PROVIDED INFORMATION START
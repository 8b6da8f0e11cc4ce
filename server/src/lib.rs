//! # Trivia Server
//!
//! JSON API behind the trivia game frontend.
//!
//!
//!
//! # Endpoints
//!
//! | Method | Path | Purpose |
//! |---|---|---|
//! | GET | `/categories` | id to label map of every category |
//! | GET | `/questions?page=N` | one page of questions plus categories |
//! | GET | `/categories/{id}/questions` | every question in a category |
//! | POST | `/questions` | create a question |
//! | DELETE | `/questions/{id}` | delete a question |
//! | POST | `/search` | case-insensitive substring search |
//! | POST | `/quizzes` | next unseen quiz question |
//!
//! Errors come back as `{ "success": false, "message": ... }`.
//!
//!
//!
//! # Quizzes
//!
//! The client keeps the quiz history. Each request carries
//! `previous_questions` (ids already shown) and `quiz_category`
//! (`{ "type": "click", "id": 0 }` for every category). The response holds
//! one unseen question, or `"question": null` when the category is used up.
//!
//!
//!
//! # Setup
//!
//! Load the sample bank.
//! ```sh
//! cargo run -p seed -- trivia.db data/trivia.json
//! ```
//!
//! Start the server.
//! ```sh
//! RUST_LOG=info cargo run
//! ```
//!
//! Log every quiz pick.
//! ```sh
//! RUST_LOG=info cargo run --features verbose
//! ```
//!
//! ## Environment
//!
//! - `TRIVIA_PORT`: listen port, default 5000
//! - `TRIVIA_DATABASE`: SQLite file, default `trivia.db`
//! - `QUESTIONS_PER_PAGE`: page size of `/questions`, default 10
use std::{sync::Arc, time::Duration};

use axum::{
    Router,
    http::{
        Method,
        header::{AUTHORIZATION, CONTENT_TYPE},
    },
    routing::{delete, get, post},
};

#[cfg(unix)]
use tokio::signal::unix::{SignalKind, signal};
use tokio::{net::TcpListener, signal::ctrl_c};
use tower_http::cors::{Any, CorsLayer};
use tracing::info;
use tracing_subscriber::{EnvFilter, fmt};

pub mod config;
pub mod database;
pub mod error;
pub mod payloads;
pub mod routes;
pub mod state;
pub mod utils;

use config::Config;
use error::StartupError;
use routes::{
    categories_handler, category_questions_handler, create_question_handler,
    delete_question_handler, method_not_allowed_handler, not_found_handler, questions_handler,
    quizzes_handler, search_handler,
};
use state::AppState;

pub async fn start_server() -> Result<(), StartupError> {
    fmt().with_env_filter(EnvFilter::from_default_env()).init();

    info!("Loading config...");
    let config = Config::load()?;

    info!("Initializing state...");
    let state = AppState::new(config)?;

    info!("Starting server...");

    let address = format!("0.0.0.0:{}", state.config.port);
    let app = app(state);
    info!("Binding to {address}");

    let listener = TcpListener::bind(&address).await?;
    info!("Server running on {address}");

    axum::serve(listener, app)
        .with_graceful_shutdown(shutdown_signal())
        .await?;

    info!("Server shut down");

    Ok(())
}

pub fn app(state: Arc<AppState>) -> Router {
    let cors = CorsLayer::new()
        .allow_origin(Any)
        .allow_methods([
            Method::GET,
            Method::POST,
            Method::PATCH,
            Method::DELETE,
            Method::OPTIONS,
        ])
        .allow_headers([CONTENT_TYPE, AUTHORIZATION])
        .max_age(Duration::from_secs(60 * 60));

    Router::new()
        .route("/categories", get(categories_handler))
        .route("/categories/{id}/questions", get(category_questions_handler))
        .route(
            "/questions",
            get(questions_handler).post(create_question_handler),
        )
        .route("/questions/{id}", delete(delete_question_handler))
        .route("/search", post(search_handler))
        .route("/quizzes", post(quizzes_handler))
        .fallback(not_found_handler)
        .method_not_allowed_fallback(method_not_allowed_handler)
        .layer(cors)
        .with_state(state)
}

async fn shutdown_signal() {
    let ctrl_c = async {
        ctrl_c().await.expect("Failed to install Ctrl+C handler");

        info!("Received Ctrl+C, shutting down");
    };

    #[cfg(unix)]
    let terminate = async {
        signal(SignalKind::terminate())
            .expect("Failed to install signal handler")
            .recv()
            .await;

        info!("Received terminate signal, shutting down");
    };

    #[cfg(not(unix))]
    let terminate = std::future::pending::<()>();

    tokio::select! {
        _ = ctrl_c => {},
        _ = terminate => {},
    }
}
PROVIDED INFORMATION END
> [WORK REQUIRED]
Return all of the listing above exactly, leaving nothing out.

> [RESULT OF THE TASK]
repository 8b6da8f0e11cc4ce
filename server/src/lib.rs
//! # Trivia Server
//!
//! JSON API behind the trivia game frontend.
//!
//!
//!
//! # Endpoints
//!
//! | Method | Path | Purpose |
//! |---|---|---|
//! | GET | `/categories` | id to label map of every category |
//! | GET | `/questions?page=N` | one page of questions plus categories |
//! | GET | `/categories/{id}/questions` | every question in a category |
//! | POST | `/questions` | create a question |
//! | DELETE | `/questions/{id}` | delete a question |
//! | POST | `/search` | case-insensitive substring search |
//! | POST | `/quizzes` | next unseen quiz question |
//!
//! Errors come back as `{ "success": false, "message": ... }`.
//!
//!
//!
//! # Quizzes
//!
//! The client keeps the quiz history. Each request carries
//! `previous_questions` (ids already shown) and `quiz_category`
//! (`{ "type": "click", "id": 0 }` for every category). The response holds
//! one unseen question, or `"question": null` when the category is used up.
//!
//!
//!
//! # Setup
//!
//! Load the sample bank.
//! ```sh
//! cargo run -p seed -- trivia.db data/trivia.json
//! ```
//!
//! Start the server.
//! ```sh
//! RUST_LOG=info cargo run
//! ```
//!
//! Log every quiz pick.
//! ```sh
//! RUST_LOG=info cargo run --features verbose
//! ```
//!
//! ## Environment
//!
//! - `TRIVIA_PORT`: listen port, default 5000
//! - `TRIVIA_DATABASE`: SQLite file, default `trivia.db`
//! - `QUESTIONS_PER_PAGE`: page size of `/questions`, default 10
use std::{sync::Arc, time::Duration};

use axum::{
    Router,
    http::{
        Method,
        header::{AUTHORIZATION, CONTENT_TYPE},
    },
    routing::{delete, get, post},
};

#[cfg(unix)]
use tokio::signal::unix::{SignalKind, signal};
use tokio::{net::TcpListener, signal::ctrl_c};
use tower_http::cors::{Any, CorsLayer};
use tracing::info;
use tracing_subscriber::{EnvFilter, fmt};

pub mod config;
pub mod database;
pub mod error;
pub mod payloads;
pub mod routes;
pub mod state;
pub mod utils;

use config::Config;
use error::StartupError;
use routes::{
    categories_handler, category_questions_handler, create_question_handler,
    delete_question_handler, method_not_allowed_handler, not_found_handler, questions_handler,
    quizzes_handler, search_handler,
};
use state::AppState;

pub async fn start_server() -> Result<(), StartupError> {
    fmt().with_env_filter(EnvFilter::from_default_env()).init();

    info!("Loading config...");
    let config = Config::load()?;

    info!("Initializing state...");
    let state = AppState::new(config)?;

    info!("Starting server...");

    let address = format!("0.0.0.0:{}", state.config.port);
    let app = app(state);
    info!("Binding to {address}");

    let listener = TcpListener::bind(&address).await?;
    info!("Server running on {address}");

    axum::serve(listener, app)
        .with_graceful_shutdown(shutdown_signal())
        .await?;

    info!("Server shut down");

    Ok(())
}

pub fn app(state: Arc<AppState>) -> Router {
    let cors = CorsLayer::new()
        .allow_origin(Any)
        .allow_methods([
            Method::GET,
            Method::POST,
            Method::PATCH,
            Method::DELETE,
            Method::OPTIONS,
        ])
        .allow_headers([CONTENT_TYPE, AUTHORIZATION])
        .max_age(Duration::from_secs(60 * 60));

    Router::new()
        .route("/categories", get(categories_handler))
        .route("/categories/{id}/questions", get(category_questions_handler))
        .route(
            "/questions",
            get(questions_handler).post(create_question_handler),
        )
        .route("/questions/{id}", delete(delete_question_handler))
        .route("/search", post(search_handler))
        .route("/quizzes", post(quizzes_handler))
        .fallback(not_found_handler)
        .method_not_allowed_fallback(method_not_allowed_handler)
        .layer(cors)
        .with_state(state)
}

async fn shutdown_signal() {
    let ctrl_c = async {
        ctrl_c().await.expect("Failed to install Ctrl+C handler");

        info!("Received Ctrl+C, shutting down");
    };

    #[cfg(unix)]
    let terminate = async {
        signal(SignalKind::terminate())
            .expect("Failed to install signal handler")
            .recv()
            .await;

        info!("Received terminate signal, shutting down");
    };

    #[cfg(not(unix))]
    let terminate = std::future::pending::<()>();

    tokio::select! {
        _ = ctrl_c => {},
        _ = terminate => {},
    }
}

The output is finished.